Studio album by The Osmonds
- Released: October 1972
- Recorded: March 17 – June 23, 1972
- Studio: MGM Recording Studios (Hollywood, Los Angeles)
- Genres: Hard rock; heavy metal;
- Length: 33:53
- Labels: Kolob; MGM;
- Producers: Alan Osmond; Michael Lloyd;

The Osmonds chronology
| The Osmonds Live (1972) | Crazy Horses (1972) | The Plan (1973) |

Singles from Crazy Horses
- "Hold Her Tight" Released: June 24, 1972; "Crazy Horses" Released: October 14, 1972;

= Crazy Horses (album) =

1972 studio album by The Osmonds

Crazy Horses is the ninth studio album by the American singing group The Osmonds, released in 1972 by Kolob Records and distributed by MGM Records. It was the group's first album to be released under their own Kolob Records label. It entered the Billboard Top LPs chart on October 14, where it reached number 14 on December 23, 1972. Two singles were released in support of the album, "Hold Her Tight" and "Crazy Horses", both of which reached number 14 on the Billboard Hot 100 singles chart. It was certified Gold by the RIAA on January 24, 1973.

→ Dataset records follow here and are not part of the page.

//! Game simulation module
//!
//! All gameplay logic lives here and stays free of rendering and platform
//! dependencies:
//! - Randomness comes from the session's seeded RNG
//! - Time only advances through `tick`
//! - Token ids follow word order, never spatial order

pub mod layout;
pub mod state;
pub mod tick;

pub use layout::{
    Layout, LayoutConfig, Margins, PlacementArea, Surface, Token, TokenId, TokenStatus,
    generate_layout,
};
pub use state::{
    Avatar, GameEvent, GamePhase, GameState, MAX_EVENTS, Pending, PendingStep, RejectReason,
    Snapshot,
};
pub use tick::{TickInput, next_level, reset, resize, restart, select_token, tick};
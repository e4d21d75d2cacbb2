//! Game state and core session types
//!
//! Everything a host needs to render a level lives here: the current layout,
//! collection progress, phase, avatar and queued events.

use glam::Vec2;
use rand::SeedableRng;
use rand_pcg::Pcg32;
use serde::Serialize;

use super::layout::{Layout, Surface, Token, TokenId, generate_layout};
use crate::catalog::{self, Level};
use crate::consts::*;
use crate::error::LayoutError;
use crate::settings::Settings;

/// Current phase of play
#[derive(Debug, Clone, Copy, PartialEq, Eq, Serialize)]
pub enum GamePhase {
    /// Accepting token selections
    Ready,
    /// Avatar walking or a pickup settling; selections are ignored
    Animating,
    /// Whole word collected
    Won,
}

/// The little walker that fetches letters
#[derive(Debug, Clone, Copy, PartialEq, Serialize)]
pub struct Avatar {
    pub pos: Vec2,
    pub moving: bool,
}

impl Avatar {
    /// Avatar standing in the middle of the surface
    pub fn centered(surface: Surface, size: f32) -> Self {
        Self {
            pos: Vec2::new(surface.width / 2.0, surface.height / 2.0) - Vec2::splat(size / 2.0),
            moving: false,
        }
    }

    /// Start walking to stand above a token
    pub fn walk_to(&mut self, token_pos: Vec2) {
        self.pos = token_pos + AVATAR_STAND_OFFSET;
        self.moving = true;
    }
}

/// What a scheduled continuation does when it fires
#[derive(Debug, Clone, Copy, PartialEq, Eq)]
pub enum PendingStep {
    /// Mark the token collected and advance progress
    Collect { token_id: TokenId },
    /// Declare the level won
    Settle,
}

/// A delayed state change tied to the layout it was scheduled on
#[derive(Debug, Clone, Copy, PartialEq)]
pub struct Pending {
    pub generation: u64,
    /// Seconds until it fires
    pub remaining: f32,
    pub step: PendingStep,
}

/// Why a selection had no effect
#[derive(Debug, Clone, Copy, PartialEq, Eq, Serialize)]
pub enum RejectReason {
    /// Animating or already won
    NotReady,
    UnknownToken,
    AlreadyCollected,
    WrongLetter { expected: char, got: char },
}

/// Notifications for the host, drained once per frame
#[derive(Debug, Clone, PartialEq, Serialize)]
pub enum GameEvent {
    LayoutGenerated { generation: u64, word: String },
    AvatarMoved { token_id: TokenId, pos: Vec2 },
    TokenCollected { token_id: TokenId, ch: char, progress: usize },
    /// Telemetry only; rejected selections carry no penalty
    SelectionRejected { token_id: TokenId, reason: RejectReason },
    LevelWon { word: String },
    /// A continuation outlived its layout and was discarded
    ContinuationDropped { generation: u64 },
}

/// Maximum queued events for hosts that never drain
pub const MAX_EVENTS: usize = 64;

/// Complete session state
///
/// The host owns the only mutable reference and feeds it through
/// [`super::tick`] and the other transition functions.
#[derive(Debug, Clone)]
pub struct GameState {
    /// Session seed for reproducibility
    pub seed: u64,
    rng: Pcg32,
    pub settings: Settings,
    /// Surface used for the next generated layout
    pub surface: Surface,
    /// Catalog entry the current word came from, if any
    pub level_index: Option<usize>,
    pub layout: Layout,
    /// Length of the collected prefix
    pub progress: usize,
    pub phase: GamePhase,
    pub avatar: Avatar,
    pub pending: Option<Pending>,
    pub events: Vec<GameEvent>,
    next_generation: u64,
}

impl GameState {
    /// Start a session on an explicit word
    pub fn new(
        seed: u64,
        word: &str,
        surface: Surface,
        settings: Settings,
    ) -> Result<Self, LayoutError> {
        Self::start(seed, Pcg32::seed_from_u64(seed), word, None, surface, settings)
    }

    /// Start a session on a random catalog level
    pub fn from_catalog(
        seed: u64,
        surface: Surface,
        settings: Settings,
    ) -> Result<Self, LayoutError> {
        // One stream for the level pick and the layout that follows it
        let mut rng = Pcg32::seed_from_u64(seed);
        let index = catalog::pick_next_level(&mut rng, None);
        let word = catalog::LEVELS[index].group;
        Self::start(seed, rng, word, Some(index), surface, settings)
    }

    fn start(
        seed: u64,
        rng: Pcg32,
        word: &str,
        level_index: Option<usize>,
        surface: Surface,
        settings: Settings,
    ) -> Result<Self, LayoutError> {
        let avatar = Avatar::centered(surface, settings.avatar_size);
        let mut state = Self {
            seed,
            rng,
            settings,
            surface,
            level_index,
            layout: Layout {
                generation: 0,
                word: String::new(),
                surface,
                tokens: Vec::new(),
                degraded: 0,
            },
            progress: 0,
            phase: GamePhase::Ready,
            avatar,
            pending: None,
            events: Vec::new(),
            next_generation: 1,
        };
        let layout = state.generate(word)?;
        state.install_layout(layout);
        Ok(state)
    }

    pub fn rng_mut(&mut self) -> &mut Pcg32 {
        &mut self.rng
    }

    pub fn word(&self) -> &str {
        &self.layout.word
    }

    pub fn level(&self) -> Option<&'static Level> {
        self.level_index.and_then(catalog::level)
    }

    /// Next character to collect, None once the word is complete
    pub fn required_char(&self) -> Option<char> {
        self.layout.required_char(self.progress)
    }

    /// Letters collected so far, in spelling order
    pub fn collected_prefix(&self) -> String {
        self.layout.tokens[..self.progress].iter().map(|t| t.ch).collect()
    }

    /// Answer row: one slot per letter, filled once collected
    pub fn answer_slots(&self) -> Vec<Option<char>> {
        self.layout
            .tokens
            .iter()
            .map(|t| (t.id < self.progress).then_some(t.ch))
            .collect()
    }

    pub fn is_won(&self) -> bool {
        self.phase == GamePhase::Won
    }

    /// Take all queued events
    pub fn drain_events(&mut self) -> Vec<GameEvent> {
        std::mem::take(&mut self.events)
    }

    /// Queue an event, dropping the oldest once the host falls behind
    pub(crate) fn push_event(&mut self, event: GameEvent) {
        if self.events.len() >= MAX_EVENTS {
            self.events.remove(0);
        }
        self.events.push(event);
    }

    /// Generate a layout for `word` on the current surface without installing it
    pub(crate) fn generate(&mut self, word: &str) -> Result<Layout, LayoutError> {
        generate_layout(word, self.surface, &self.settings.layout, &mut self.rng)
    }

    /// Replace the level with a freshly generated layout
    ///
    /// Cancels any scheduled continuation and resets progress and avatar.
    pub(crate) fn install_layout(&mut self, mut layout: Layout) {
        layout.generation = self.next_generation;
        self.next_generation += 1;

        if let Some(pending) = self.pending.take() {
            log::debug!(
                "Cancelled {:?} scheduled on layout {}",
                pending.step,
                pending.generation
            );
        }

        log::info!(
            "Level '{}' (layout {}): {} tokens, {} crowded",
            layout.word,
            layout.generation,
            layout.len(),
            layout.degraded
        );

        self.push_event(GameEvent::LayoutGenerated {
            generation: layout.generation,
            word: layout.word.clone(),
        });
        self.avatar = Avatar::centered(layout.surface, self.settings.avatar_size);
        self.layout = layout;
        self.progress = 0;
        self.phase = GamePhase::Ready;
    }

    /// Serializable view for hosts that render from JSON
    pub fn snapshot(&self) -> Snapshot {
        Snapshot {
            word: self.layout.word.clone(),
            color: self.level().map(|l| l.color),
            phase: self.phase,
            progress: self.progress,
            slots: self.answer_slots(),
            token_size: self.settings.layout.token_size,
            tokens: self.layout.tokens.clone(),
            avatar: self.avatar,
        }
    }
}

/// Render-ready copy of the session
#[derive(Debug, Clone, Serialize)]
pub struct Snapshot {
    pub word: String,
    pub color: Option<&'static str>,
    pub phase: GamePhase,
    pub progress: usize,
    pub slots: Vec<Option<char>>,
    pub token_size: f32,
    pub tokens: Vec<Token>,
    pub avatar: Avatar,
}
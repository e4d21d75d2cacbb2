//! JavaScript-facing game handle
//!
//! The page owns one `WebGame`, forwards clicks and animation frames to it,
//! and renders from the JSON snapshot.

use wasm_bindgen::prelude::*;

use crate::settings::Settings;
use crate::sim::{self, GameState, Surface, TickInput};

fn js_err(err: impl std::fmt::Display) -> JsValue {
    JsValue::from_str(&err.to_string())
}

#[wasm_bindgen]
pub struct WebGame {
    state: GameState,
    input: TickInput,
}

#[wasm_bindgen]
impl WebGame {
    /// Start on a random catalog level sized to the play area element
    #[wasm_bindgen(constructor)]
    pub fn new(width: f32, height: f32) -> Result<WebGame, JsValue> {
        let seed = super::time_seed();
        let state = GameState::from_catalog(seed, Surface::new(width, height), Settings::load())
            .map_err(js_err)?;
        log::info!("Started '{}' with seed {}", state.word(), seed);
        Ok(Self {
            state,
            input: TickInput::default(),
        })
    }

    /// Queue a token click for the next frame
    pub fn select(&mut self, token_id: usize) {
        self.input.select = Some(token_id);
    }

    pub fn reset(&mut self) {
        self.input.reset = true;
    }

    pub fn next_level(&mut self) {
        self.input.next_level = true;
    }

    /// Container was resized; takes effect on the next level
    pub fn resize(&mut self, width: f32, height: f32) {
        sim::resize(&mut self.state, Surface::new(width, height));
    }

    /// Advance by `dt` seconds, consuming queued input
    pub fn frame(&mut self, dt: f32) {
        let input = std::mem::take(&mut self.input);
        sim::tick(&mut self.state, &input, dt.min(0.1));
    }

    pub fn snapshot_json(&self) -> Result<String, JsValue> {
        serde_json::to_string(&self.state.snapshot()).map_err(js_err)
    }

    /// Events since the last call, as a JSON array
    pub fn events_json(&mut self) -> Result<String, JsValue> {
        serde_json::to_string(&self.state.drain_events()).map_err(js_err)
    }
}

Building upon the sound of the band's previous album, Phase III, Crazy Horses is a hard rock and heavy metal album. Cited as particularly significant in the evolution of heavy metal music, author and music journalist Chuck Eddy ranked Crazy Horses as #66 in his 1991 book "The Five Hundred Best Heavy Metal Albums in the Universe". Merrill was the lead singer on most songs as he was the lead singer for the Osmonds. Jay was the lead on Crazy Horses with Alan, Wayne and Donny each taking a portions of the lead vocals on some of the songs.

Professional ratings
Review scores
| Source | Rating |
| AllMusic | Star Half star |

== Track listing ==

Side 1
| No. | Title | Writer(s) | Recorded | Length |
|---|---|---|---|---|
| 1. | "Hold Her Tight" |  | March 17, 1972 | 3:18 |
| 2. | "Utah" | Merrill Osmond | June 23, 1972 | 2:20 |
| 3. | "Girl" | Alan Osmond, Merrill Osmond | March 17, 1972 | 3:38 |
| 4. | "What Could It Be" | Alan Osmond | March 17, 1972 | 3:20 |
| 5. | "We All Fall Down" | Alan Osmond, Jay Osmond, Merrill Osmond, Wayne Osmond | June 23, 1972 | 2:55 |
| 6. | "And You Love Me" | Wayne Osmond | March 17, 1972 | 3:40 |

Side 2
| No. | Title | Writer(s) | Recorded | Length |
|---|---|---|---|---|
| 1. | "Crazy Horses" |  | June 23, 1972 | 2:40 |
| 2. | "Life is Hard Enough Without Goodbyes" |  | June 23, 1972 | 3:45 |
| 3. | "Hey, Mr. Taxi" |  | June 23, 1972 | 3:05 |
| 4. | "That's My Girl" | Alan Osmond | May 3, 1972 | 3:12 |
| 5. | "Julie" |  | March 17, 1972 | 3:14 |
| 6. | "Big Finish" |  | June 23, 1972 | 0:18 |

==Personnel==
- Producer: Alan Osmond, Michael Lloyd
- Arranger (horns): Jim Horn (Tracks 2, 5, 7, 9)
- Engineer: Ed Greene
- Recorded at MGM Recording Studios

==Charts==

===Album===

| Chart (1972) | Peak position |
|---|---|
| Australian Albums (Kent Music Report) | 37 |
| Canadian Albums (RPM) | 10 |
| Dutch Albums (Album Top 100) | 4 |
| Finnish Albums (Suomen virallinen lista) | 16 |
| French Albums (SNEP) | 9 |
| German Albums (Offizielle Top 100) | 26 |
| UK Albums (OCC) | 9 |
| US Billboard 200 | 14 |

===Singles===

| Year | Single | Chart | Position |
| 1972 | "Hold Her Tight" | Billboard Hot 100 | 14 |
| Canada | 6 |
| "Crazy Horses" | Billboard Hot 100 | 14 |
| Canada | 12 |
| United Kingdom | 2 |
| Australia | 23 |

==Certifications==

| Region | Certification | Certified units/sales |
| United States (RIAA) | Gold | 500,000^{^} |
^{^} Shipments figures based on certification alone.